• [EXERCISE DIRECTIONS]
Keep only those lines of the records that include the string "image".

• [INFORMATION]
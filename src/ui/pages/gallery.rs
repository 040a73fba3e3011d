//! Photo gallery with category filter (`?category=`).

use dioxus::prelude::*;

use crate::settings::WebsiteSettings;
use crate::ui::components::{ContentShell, Layout};

#[derive(Clone, Copy, Debug, PartialEq, Eq)]
pub enum GalleryCategory {
    All,
    Campus,
    Events,
    Sports,
    Academic,
}

impl GalleryCategory {
    pub const ALL: [GalleryCategory; 5] = [
        GalleryCategory::All,
        GalleryCategory::Campus,
        GalleryCategory::Events,
        GalleryCategory::Sports,
        GalleryCategory::Academic,
    ];

    pub fn as_str(&self) -> &'static str {
        match self {
            GalleryCategory::All => "all",
            GalleryCategory::Campus => "campus",
            GalleryCategory::Events => "events",
            GalleryCategory::Sports => "sports",
            GalleryCategory::Academic => "academic",
        }
    }

    pub fn label(&self) -> &'static str {
        match self {
            GalleryCategory::All => "All",
            GalleryCategory::Campus => "Campus",
            GalleryCategory::Events => "Events",
            GalleryCategory::Sports => "Sports",
            GalleryCategory::Academic => "Academic",
        }
    }

    /// Unknown or missing names select everything.
    pub fn from_query(value: Option<&str>) -> Self {
        value
            .and_then(|v| GalleryCategory::ALL.into_iter().find(|c| c.as_str() == v))
            .unwrap_or(GalleryCategory::All)
    }
}

#[derive(Clone, Copy, Debug, PartialEq, Eq)]
pub struct GalleryItem {
    pub title: &'static str,
    pub image: &'static str,
    pub category: GalleryCategory,
}

pub const GALLERY: &[GalleryItem] = &[
    GalleryItem {
        title: "Main building",
        image: "https://images.unsplash.com/photo-1562774053-701939374585?w=600",
        category: GalleryCategory::Campus,
    },
    GalleryItem {
        title: "Annual prize giving",
        image: "https://images.unsplash.com/photo-1523580494863-6f3031224c94?w=600",
        category: GalleryCategory::Events,
    },
    GalleryItem {
        title: "Inter-house football final",
        image: "https://images.unsplash.com/photo-1431324155629-1a6deb1dec8d?w=600",
        category: GalleryCategory::Sports,
    },
    GalleryItem {
        title: "Chemistry laboratory",
        image: "https://images.unsplash.com/photo-1532094349884-543bc11b234d?w=600",
        category: GalleryCategory::Academic,
    },
    GalleryItem {
        title: "Library reading room",
        image: "https://images.unsplash.com/photo-1521587760476-6c12a4b040da?w=600",
        category: GalleryCategory::Campus,
    },
    GalleryItem {
        title: "Science fair",
        image: "https://images.unsplash.com/photo-1581093588401-fbb62a02f120?w=600",
        category: GalleryCategory::Events,
    },
];

/// Items in `category`, in list order. `All` keeps everything.
pub fn filter_gallery(items: &[GalleryItem], category: GalleryCategory) -> Vec<&GalleryItem> {
    items
        .iter()
        .filter(|item| category == GalleryCategory::All || item.category == category)
        .collect()
}

#[component]
pub fn GalleryPage(site: WebsiteSettings, category: GalleryCategory) -> Element {
    let items = filter_gallery(GALLERY, category);

    rsx! {
        Layout {
            title: "Gallery".to_string(),
            current_path: "/gallery".to_string(),
            site: site,

            ContentShell {
                h1 { "Gallery" }
                nav { "aria-label": "Gallery categories",
                    ul {
                        for c in GalleryCategory::ALL {
                            li { {category_link(c, c == category)} }
                        }
                    }
                }
                if items.is_empty() {
                    p { "No photos in this category yet." }
                }
                div { class: "gallery-grid",
                    for item in items.iter() {
                        figure {
                            img { src: item.image, alt: item.title, loading: "lazy" }
                            figcaption { "{item.title}" }
                        }
                    }
                }
            }
        }
    }
}

fn category_link(category: GalleryCategory, active: bool) -> Element {
    let href = format!("/gallery?category={}", category.as_str());
    let label = category.label();
    if active {
        rsx! { a { href: "{href}", "aria-current": "page", strong { "{label}" } } }
    } else {
        rsx! { a { href: "{href}", "{label}" } }
    }
}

• [SOLUTION TO THIS EXERCISE]
    pub image: &'static str,
        image: "https://images.unsplash.com/photo-1562774053-701939374585?w=600",
        image: "https://images.unsplash.com/photo-1523580494863-6f3031224c94?w=600",
        image: "https://images.unsplash.com/photo-1431324155629-1a6deb1dec8d?w=600",
        image: "https://images.unsplash.com/photo-1532094349884-543bc11b234d?w=600",
        image: "https://images.unsplash.com/photo-1521587760476-6c12a4b040da?w=600",
        image: "https://images.unsplash.com/photo-1581093588401-fbb62a02f120?w=600",
                            img { src: item.image, alt: item.title, loading: "lazy" }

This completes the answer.